Watching Lamar Odom tonight as the Lakers finished off Utah four games to one, it seems like he’s changed. One nearly forgets last year’s Finals, when he was out-hustled by everyone from P.J. Brown to Leon Powe. It was a series of missed free throws and hangdog expressions for Odom, such a striking failure under pressure (in a career known for just those types of disappearing acts) that his starting spot was unceremoniously taken away from him by Phil Jackson before the season, meaning in a contract year Odom would have to hope for a Sixth Man of the Year award at best to entice future employers.
Tonight Odom capped the best playoff series of his life by sending another (probable) free agent, Carlos Boozer, to the bench for the entire fourth quarter. Odom even overshadowed Pau Gasol in the series, with his unbelievable rebounding, timely shot blocking and more and-1’s than anyone I’ve seen in a long time (although that could be attributed to extremely soft, almost Warrior-like fouls under the basket by the Jazz, especially Mehmet Okur).
Andrew Bynum is under contract for many more years and has only played 26 minutes over the last three games, with Jackson replacing him in the starting lineup with Odom in Game 4. Odom and Trevor Ariza, clearly the third and fourth best players on the Lakers right now, are unrestricted free agents after the playoffs. As good as Odom has been, Ariza has a much better chance of getting re-signed by the Lakers, unless they plan on playing Luke Walton and Adam Morrison a lot more than they do right now. And if that had any realistic chance of happening, they might as well bring Rick Fox back for good measure.
Even the Lakers will see some belt-tightening with this economy, in the form of a smaller salary cap and increased luxury tax penalties next season if their payroll stays the same. Unless Jerry Buss gets a championship this season, there’s no way Odom returns. Surely Buss wants to get his money’s worth out of Bynum’s new extension, even though Bynum is in the midst of his worst professional month (Playboy Mansion Piggybackgate, Rhianna rumors and a return from knee surgery that’s made him look not just out of shape but lazy and fearful of anything resembling rebounding and/or defense) since Kobe Bryant called him and Mitch Kupchak out on that infamous cell phone camera video.

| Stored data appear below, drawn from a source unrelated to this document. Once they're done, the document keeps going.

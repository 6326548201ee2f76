// Prompt cards of the library list.
pub mod card;
mod meta_row;

pub use card::{mark_copied, prompt_card, CardAction};
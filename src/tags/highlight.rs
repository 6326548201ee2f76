use std::collections::HashSet;

use lazy_static::lazy_static;
use regex::Regex;
use serde_json::Value;

use super::Tag;

/// Separator between grouped trigger phrases. Words inside a group use a single comma.
pub const GROUP_SEPARATOR: &str = ",,";

lazy_static! {
    static ref COMMA_RUN: Regex = Regex::new(r",{2,}").unwrap();
}

pub fn normalize_tag_text(text: &str) -> String {
    text.trim().to_lowercase()
}

/// "a,, b ,,c,,," -> ["a", "b", "c"]
pub fn split_trigger_groups(text: &str) -> Vec<String> {
    text.split(GROUP_SEPARATOR)
        .map(str::trim)
        .filter(|s| !s.is_empty())
        .map(str::to_string)
        .collect()
}

/// Tokens a tag may match: every whole word, every `,,` group inside it and
/// every single-comma part, all normalized.
pub fn collect_highlight_tokens<S: AsRef<str>>(words: &[S]) -> HashSet<String> {
    let mut tokens = HashSet::new();
    let mut insert = |raw: &str| {
        let norm = normalize_tag_text(raw);
        if !norm.is_empty() {
            tokens.insert(norm);
        }
    };

    for word in words {
        let word = word.as_ref();
        insert(word);
        for group in COMMA_RUN.split(word) {
            insert(group);
            for part in group.split(',') {
                insert(part);
            }
        }
        for part in word.split(',') {
            insert(part);
        }
    }
    tokens
}

/// Whole-token match of a tag text against the set; the text itself or any of
/// its grouped / comma-separated sub-phrases. Never a substring match.
pub fn tag_matches_tokens(text: &str, tokens: &HashSet<String>) -> bool {
    if tokens.is_empty() {
        return false;
    }
    if tokens.contains(&normalize_tag_text(text)) {
        return true;
    }
    COMMA_RUN
        .split(text)
        .flat_map(|group| std::iter::once(group).chain(group.split(',')))
        .map(normalize_tag_text)
        .any(|part| !part.is_empty() && tokens.contains(&part))
}

/// Builds the tag list of a node from trigger words text: one tag per `,,` group
/// when groups are present, otherwise one per comma word.
pub fn tags_from_trigger_words(text: &str, default_active: bool) -> Vec<Tag> {
    let pieces: Vec<String> = if text.contains(GROUP_SEPARATOR) {
        split_trigger_groups(text)
    } else {
        text.split(',')
            .map(str::trim)
            .filter(|s| !s.is_empty())
            .map(str::to_string)
            .collect()
    };

    pieces
        .into_iter()
        .map(|piece| {
            let mut tag = Tag::new(piece).with_active(default_active);
            tag.highlighted = true;
            tag.extra
                .insert("category".to_string(), Value::String("Lora".to_string()));
            tag
        })
        .collect()
}
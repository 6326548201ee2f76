// Client of the prompt library backend.
// Public API:
//   - PromptRecord, LoraInfo, ListPage: typed response structures
//   - ListRequest: one list call (limit/offset/sort/favorites/search)
//   - PromptSource: async data source used by the card list
//   - HttpPromptSource: PromptSource over the REST backend
//
// Endpoints, relative to the configured base URL:
//   GET /list?limit&offset&sort_by&favorites_only&search
//   POST /favorite/{id}
//   DELETE /record/{id}
//   GET /export
//   GET /thumbnail/{filename}

use lazy_static::lazy_static;

mod error;
mod records;
mod source;

pub use error::ApiError;
pub use records::{parse_list_page, ListPage, ListRequest, PromptRecord};
pub use source::{HttpPromptSource, PromptSource};

pub const DEFAULT_BASE_URL: &str = "http://127.0.0.1:8188/prompt_library/api";

lazy_static! {
    static ref CLIENT: reqwest::Client = reqwest::Client::builder()
        .user_agent(concat!("prompt-library-manager/", env!("CARGO_PKG_VERSION")))
        .build()
        .unwrap();
    static ref DEFAULT_BASE: url::Url = url::Url::parse(DEFAULT_BASE_URL).unwrap();
}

Still, the Lakers look like they need Odom as much as he needs to make a good impression. That was shown in just a four-minute span in the fourth quarter tonight, when the bench (including another uninspired game by Bynum and a downright embarrassing effort from Josh Powell) let the Lakers’ 22 point lead shrink to six. Jackson stuck Kobe and Odom back in the game, and it was tough to argue which player was the one who really cemented tonight’s victory. Kobe had a turnaround jumper to push the lead to 9 with less than two minutes to go, but Odom grabbed two rebounds (he had 15 on the night) and scored soon after Bryant’s jumper on a dunk in transition (two of his 26 points in the game).
Odom’s morphed from a flaky underachiever to the vocal leader of this Lakers team, the guy who leads the pregame huddle and shows more emotion on the floor than anybody on the team not named Sasha Vujacic (whose shooting decline this season has defied all logic other than making everyone wonder when he’s going to cut his hair and ditch the cheerleader headband). The question is, can he keep it up as the Lakers advance further and face stiffer competition than this year’s broken Jazz squad? It’s difficult to imagine the Lakers winning anything this year without Odom, and it’s tough to envision what the team would even be like without him. Bynum might very well end up becoming one of the league’s top centers, but to say the fire in his belly is questionable is a drastic understatement. Odom, on the other hand, looks mentally stronger than at any point in his career. That said, if at any time in the playoffs Odom reverts back to the tentative play and shellshocked expression he exhibited against the Celtics last year, the Lakers will be finding out what life is like without him.